However, the impact of software piracy goes beyond revenues lost to the software industry, starving local software distributors and service providers of spending that creates jobs and generates much-needed tax revenues for governments around the world.
Curbing piracy has the reverse effect, sending ripples of stimulus through the whole information technology (IT) economy. And lowering piracy faster compounds the benefits. “The Economic Benefits of Reducing Software Piracy” documents these gains in 42 countries, which represent 93 percent of the global market for PC software. Below are the key findings:
Reducing the piracy rate for PC software by 10 percentage points — 2.5 points per year for four years — would create $142 billion in new economic activity while adding nearly 500,000 new high-tech jobs and generating roughly $32 billion in new tax revenues by 2013.
On average, more than 80 percent of the benefits of reducing PC software piracy accrue to local economies — and in some cases it is more than 90 percent.
Front-loading the gain by lowering piracy 10 points in the first two years of a four-year period would compound the economic benefits by 36 percent, producing $193 billion in new economic activity by 2013 and generating $43 billion in new tax revenues.
Software has a ripple effect on the broader IT industry because selling, servicing and supporting software creates downstream economic activity. In the 42 countries covered in the study, the commercial value of unlicensed PC software put into the market amounted to $45 billion in 2009, resulting in total losses of revenue, employment and taxes from related sectors in excess of $110 billion.
Clearly, concerted action to ensure strong protection for intellectual property (IP) and to reduce software piracy should be a priority for governments — sooner rather than later.
Clearly...or maybe not. First, we need to examine where all these big numbers come from, and then pick apart the assumptions that lie behind them. This turns out to be the usual rabbit-hole stuff, as one report leads to another.
The main “Piracy Impact Study: The Economic Benefits of Reducing Software Piracy” [.pdf] turns out to be just a summary. Tucked away at the end is the following:
For more information about “The Economic Benefits of Reducing Software Piracy” and a full description of the methodology,see the full report at www.bsa.org/piracyimpact.
Following that link brings us to a slightly longer re-statement [.pdf]] of the first study, with a little bit of methodology tacked on at the end in compressed form, and the following statement:
A detailed explanation of that methodology is available at www.bsa.org/globalstudy.
Proceeding once more to that further study [.pdf], we find yet more words, and finally, towards the end, some details of the methodology.
The basic method for coming up with rates and commercial value of unlicensed software in a country is as follows:
1.Determine how much PC software was deployed in 2009.
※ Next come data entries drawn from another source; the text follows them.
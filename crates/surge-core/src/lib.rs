//! # Surge Core
//!
//! Data model shared by every Surge crate:
//! - [`StepGraph`] - layered DAG of workflow steps, validated at load time
//! - [`Request`] / [`Url`] - protocol-neutral operation description
//! - [`OpResult`] - immutable per-operation record with phase timings
//! - [`ErrorKind`] / [`SurgeError`] - the closed error set
//! - [`SnowflakeGenerator`] - ordered entry ids for the replication log
//! - [`WorkflowOptions`] - global run knobs and their string forms
//!
//! ```text
//!   workflow ──► StepGraph ──► engine ──► Request ──► client ──► OpResult
//!                                                                    │
//!                                                        aggregator ◄┘
//! ```

pub mod address;
pub mod clock;
pub mod error;
pub mod graph;
pub mod options;
pub mod request;
pub mod result;
pub mod types;

pub use address::*;
pub use clock::*;
pub use error::*;
pub use graph::*;
pub use options::*;
pub use request::*;
pub use result::*;
pub use types::*;

/// Prelude module for convenient imports
pub mod prelude {
    pub use crate::address::{Origin, ResolvedUrl, Url};
    pub use crate::clock::{EntryId, SnowflakeGenerator};
    pub use crate::error::{ErrorKind, Result, SurgeError};
    pub use crate::graph::{StepGraph, StepNode};
    pub use crate::options::{PersonaKind, Rate, WorkflowOptions};
    pub use crate::request::{Body, Headers, Request};
    pub use crate::result::{OpContext, OpError, OpRecorder, OpResult, Phase, Phases};
    pub use crate::types::*;
}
2.Determine how much PC software was paid for/legally acquired in 2009.
3.Subtract one from the other to get the amount of unlicensed software.
A couple of points. To its credit, the main research, carried out by IDC, *does* take account of free software in its calculations. Indeed, it puts it at a rather impressive 12-22% of the market. Note, too, that it refers to “unlicensed software”: this is the correct term, not the “stolen” used by the BSA in their trumpeting of the results. It's the old copyright infringement versus theft argument that BSA still doesn't seem to understand, but IDC does.
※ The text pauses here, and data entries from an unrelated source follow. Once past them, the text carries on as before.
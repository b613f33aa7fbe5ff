//! # Personas
//!
//! A persona turns duration, VUs and the step graph into a stream of
//! dispatch batches. The coordinator asks for the next [`Batch`] and tells
//! the persona how the run is going through [`Feedback`].
//!
//! ```text
//!   closed loop   default, batched, sequenced, ramped, weighted
//!                   send batch ─► await all ─► pause ─► next batch
//!   spawn         constant-spawn
//!                   top up to VUs ─► await any ─► top up
//!   open loop     constant-arrival, ramped-interval, no-wait
//!                   send batch ─► pause ─► next batch  (completions ignored)
//! ```
//!
//! `constant-arrival` spreads a continuous rate over discrete ticks with a
//! fractional carry, so the long-run average matches the requested rate:
//!
//! ```text
//!   due   = rate * tick + carry
//!   count = floor(due)
//!   carry = due - count
//! ```

use rand::distributions::WeightedIndex;
use rand::rngs::StdRng;
use rand::{Rng, SeedableRng};
use std::time::Duration;

use surge_core::{PersonaKind, StepIndex, SurgeError, WorkflowOptions};

use crate::distribution::Distribution;
use crate::worker::Scope;
use crate::workflow::Workflow;

/// Shortest tick the arrival governor runs at
pub const MIN_TICK: Duration = Duration::from_millis(10);

/// What the coordinator waits for after sending a batch
#[derive(Clone, Copy, Debug, PartialEq, Eq)]
pub enum Pace {
    /// Until every dispatched token has finished
    AwaitAll,
    /// Until at least one token finishes
    AwaitAny,
    /// Nothing; go straight to the pause
    Continue,
}

/// One round of dispatch
#[derive(Clone, Debug, PartialEq)]
pub struct Batch {
    pub scopes: Vec<Scope>,
    pub pace: Pace,
    /// Sleep before asking for the next batch
    pub pause: Duration,
}

impl Batch {
    fn of(scope: Scope, count: usize, pace: Pace, pause: Duration) -> Self {
        Self {
            scopes: vec![scope; count],
            pace,
            pause,
        }
    }
}

/// Run state visible to a persona
#[derive(Clone, Copy, Debug, Default)]
pub struct Feedback {
    pub elapsed: Duration,
    /// Tokens dispatched but not yet finished
    pub in_flight: usize,
    /// Tokens dispatched so far
    pub dispatched: u64,
}

/// Stateful producer of dispatch batches for one run
pub trait Persona: Send {
    fn kind(&self) -> PersonaKind;

    fn next_batch(&mut self, feedback: &Feedback) -> Batch;
}

/// What a persona may know about the workflow it shapes
#[derive(Clone, Debug)]
pub struct PersonaPlan {
    pub options: WorkflowOptions,
    pub layers: usize,
    /// Step indices in topological order
    pub order: Vec<StepIndex>,
    pub weights: Vec<u32>,
    pub arrival: Option<Distribution>,
    /// Fixed RNG seed for reproducible runs
    pub seed: Option<u64>,
}

impl PersonaPlan {
    pub fn for_workflow(workflow: &Workflow) -> Self {
        let graph = workflow.graph();
        Self {
            options: workflow.options().clone(),
            layers: graph.layers().len(),
            order: graph.layers().iter().flatten().copied().collect(),
            weights: workflow.weights(),
            arrival: workflow.arrival(),
            seed: None,
        }
    }

    fn rng(&self) -> StdRng {
        match self.seed {
            Some(seed) => StdRng::seed_from_u64(seed),
            None => StdRng::from_entropy(),
        }
    }
}

/// Constructor stored in the registry
pub type PersonaFactory = fn(&PersonaPlan) -> Result<Box<dyn Persona>, SurgeError>;

/// Build the persona named by `plan.options.persona`
pub fn build_persona(plan: &PersonaPlan) -> Result<Box<dyn Persona>, SurgeError> {
    let opts = &plan.options;
    let persona: Box<dyn Persona> = match opts.persona {
        PersonaKind::Default => Box::new(Closed {
            kind: PersonaKind::Default,
            size: opts.batch(),
            pause: Duration::ZERO,
        }),
        PersonaKind::Batched => Box::new(Closed {
            kind: PersonaKind::Batched,
            size: opts.batch(),
            pause: opts.batch_interval,
        }),
        PersonaKind::Sequenced => Box::new(Sequenced {
            size: opts.batch(),
            layers: plan.layers,
            next: 0,
        }),
        PersonaKind::Ramped => Box::new(Ramped::new(opts)?),
        PersonaKind::RampedInterval => Box::new(RampedInterval {
            size: opts.batch(),
            interval: opts.batch_interval,
            factor: opts.interval_factor,
            floor: opts.interval_min,
        }),
        PersonaKind::ConstantArrival => Box::new(ConstantArrival::new(plan)?),
        PersonaKind::ConstantSpawn => Box::new(ConstantSpawn {
            vus: opts.vus.max(1) as usize,
        }),
        PersonaKind::Weighted => Box::new(Weighted::new(plan)?),
        PersonaKind::NoWait => Box::new(NoWait {
            size: opts.batch(),
            empty: plan.order.is_empty(),
        }),
    };
    Ok(persona)
}

/// `default` and `batched`: whole-graph batches, awaited
struct Closed {
    kind: PersonaKind,
    size: usize,
    pause: Duration,
}

impl Persona for Closed {
    fn kind(&self) -> PersonaKind {
        self.kind
    }

    fn next_batch(&mut self, _: &Feedback) -> Batch {
        Batch::of(Scope::Graph, self.size, Pace::AwaitAll, self.pause)
    }
}

/// One layer at a time, cycling through the graph
struct Sequenced {
    size: usize,
    layers: usize,
    next: usize,
}

impl Persona for Sequenced {
    fn kind(&self) -> PersonaKind {
        PersonaKind::Sequenced
    }

    fn next_batch(&mut self, _: &Feedback) -> Batch {
        if self.layers == 0 {
            return Batch::of(Scope::Graph, 0, Pace::AwaitAll, Duration::ZERO);
        }
        let layer = self.next;
        self.next = (self.next + 1) % self.layers;
        Batch::of(Scope::Layer(layer), self.size, Pace::AwaitAll, Duration::ZERO)
    }
}

/// Batch grows by `gradient` after every interval, up to `cap`
struct Ramped {
    current: usize,
    gradient: usize,
    cap: usize,
    pause: Duration,
}

impl Ramped {
    fn new(opts: &WorkflowOptions) -> Result<Self, SurgeError> {
        let start = if opts.batch_size > 0 {
            opts.batch_size
        } else {
            opts.batch_gradient
        };
        if start == 0 {
            return Err(SurgeError::InvalidOption {
                option: "batch_gradient".into(),
                reason: "ramped persona needs a positive batch_size or batch_gradient".into(),
            });
        }
        let cap = opts.batch_cap().max(1);
        Ok(Self {
            current: start.min(cap),
            gradient: opts.batch_gradient,
            cap,
            pause: opts.batch_interval,
        })
    }
}

impl Persona for Ramped {
    fn kind(&self) -> PersonaKind {
        PersonaKind::Ramped
    }

    fn next_batch(&mut self, _: &Feedback) -> Batch {
        let size = self.current;
        self.current = (self.current + self.gradient).min(self.cap);
        Batch::of(Scope::Graph, size, Pace::AwaitAll, self.pause)
    }
}

/// Fixed batch, open loop; the gap shrinks by `factor` down to `floor`
struct RampedInterval {
    size: usize,
    interval: Duration,
    factor: f64,
    floor: Duration,
}

impl Persona for RampedInterval {
    fn kind(&self) -> PersonaKind {
        PersonaKind::RampedInterval
    }

    fn next_batch(&mut self, _: &Feedback) -> Batch {
        let pause = self.interval;
        self.interval = self.interval.mul_f64(self.factor).max(self.floor);
        Batch::of(Scope::Graph, self.size, Pace::Continue, pause)
    }
}

/// Open-loop arrivals at a fixed average rate
struct ConstantArrival {
    per_second: f64,
    tick: Duration,
    carry: f64,
    arrival: Option<Distribution>,
    rng: StdRng,
}

impl ConstantArrival {
    fn new(plan: &PersonaPlan) -> Result<Self, SurgeError> {
        let opts = &plan.options;
        let (per_second, spacing) = match opts.rate {
            Some(rate) => (rate.per_second(), rate.spacing()),
            None => {
                let per = opts.batch_interval.max(MIN_TICK);
                let count = opts.batch() as f64;
                (count / per.as_secs_f64(), per.div_f64(count.max(1.0)))
            }
        };
        if !per_second.is_finite() || per_second <= 0.0 {
            return Err(SurgeError::InvalidOption {
                option: "rate".into(),
                reason: "constant-arrival needs a positive rate".into(),
            });
        }
        Ok(Self {
            per_second,
            tick: spacing.max(MIN_TICK),
            carry: 0.0,
            arrival: plan.arrival,
            rng: plan.rng(),
        })
    }
}

impl Persona for ConstantArrival {
    fn kind(&self) -> PersonaKind {
        PersonaKind::ConstantArrival
    }

    fn next_batch(&mut self, _: &Feedback) -> Batch {
        // With an arrival distribution every token gets its own sampled gap.
        if let Some(arrival) = self.arrival {
            let gap = arrival.sample_duration(&mut self.rng);
            return Batch::of(Scope::Graph, 1, Pace::Continue, gap);
        }
        let due = self.per_second * self.tick.as_secs_f64() + self.carry;
        let count = due.floor();
        self.carry = due - count;
        Batch::of(Scope::Graph, count as usize, Pace::Continue, self.tick)
    }
}

/// Keep `vus` tokens in flight, replacing each one as it finishes
struct ConstantSpawn {
    vus: usize,
}

impl Persona for ConstantSpawn {
    fn kind(&self) -> PersonaKind {
        PersonaKind::ConstantSpawn
    }

    fn next_batch(&mut self, feedback: &Feedback) -> Batch {
        let missing = self.vus.saturating_sub(feedback.in_flight);
        Batch::of(Scope::Graph, missing, Pace::AwaitAny, Duration::ZERO)
    }
}

/// Single steps picked by declared weight
struct Weighted {
    size: usize,
    index: Option<WeightedIndex<u32>>,
    rng: StdRng,
}

impl Weighted {
    fn new(plan: &PersonaPlan) -> Result<Self, SurgeError> {
        let index = if plan.weights.is_empty() {
            None
        } else {
            Some(WeightedIndex::new(&plan.weights).map_err(|e| {
                SurgeError::InvalidOption {
                    option: "weight".into(),
                    reason: e.to_string(),
                }
            })?)
        };
        Ok(Self {
            size: plan.options.batch(),
            index,
            rng: plan.rng(),
        })
    }
}

impl Persona for Weighted {
    fn kind(&self) -> PersonaKind {
        PersonaKind::Weighted
    }

    fn next_batch(&mut self, _: &Feedback) -> Batch {
        let scopes = match &self.index {
            Some(index) => (0..self.size)
                .map(|_| Scope::Step(StepIndex(self.rng.sample(index))))
                .collect(),
            None => Vec::new(),
        };
        Batch {
            scopes,
            pace: Pace::AwaitAll,
            pause: Duration::ZERO,
        }
    }
}

/// Whole-graph iterations, open loop, as fast as the worker queues
/// accept them
struct NoWait {
    size: usize,
    empty: bool,
}

impl Persona for NoWait {
    fn kind(&self) -> PersonaKind {
        PersonaKind::NoWait
    }

    fn next_batch(&mut self, _: &Feedback) -> Batch {
        let size = if self.empty { 0 } else { self.size };
        Batch::of(Scope::Graph, size, Pace::Continue, Duration::ZERO)
    }
}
The report does make a mistake when it says:
$ Commercial Value = #Unlicensed Software Units)/Average System Price
It obviously means these should be multiplied together, but I assume that is just a slip. Moreover, this looks reasonable enough:
The commercial value of unlicensed software, which BSA previously referred to as “losses”, is the value of the unlicensed software as if it had been sold in the market. This is calculated using the same blend of prices used to determine the average system price, including: retail, volume license, OEM, etc. In practice, because of the many methods of deploying software, the average system price is lower than retails prices one would find in stores.
So far, so good, then. The problem, I think, comes in the analysis of what would happen if piracy were reduced – in other words, if people stopped using unlicensed software, and paid for licences instead.
One obvious problem is that some might well choose to do without, or to use free software, rather than pay not inconsiderable sums for licences; but for the sake of argument, let's assume that's a small factor. Instead, I want to focus on the following section (from the last report linked to above):
Since 2002, IDC has conducted research with BSA on the economic benefits of lowering piracy – in terms of additional jobs, new local revenues and additional taxes generated. These studies have shown that the benefits to local governments are more significant than just replacing unlicensed software with licensed software.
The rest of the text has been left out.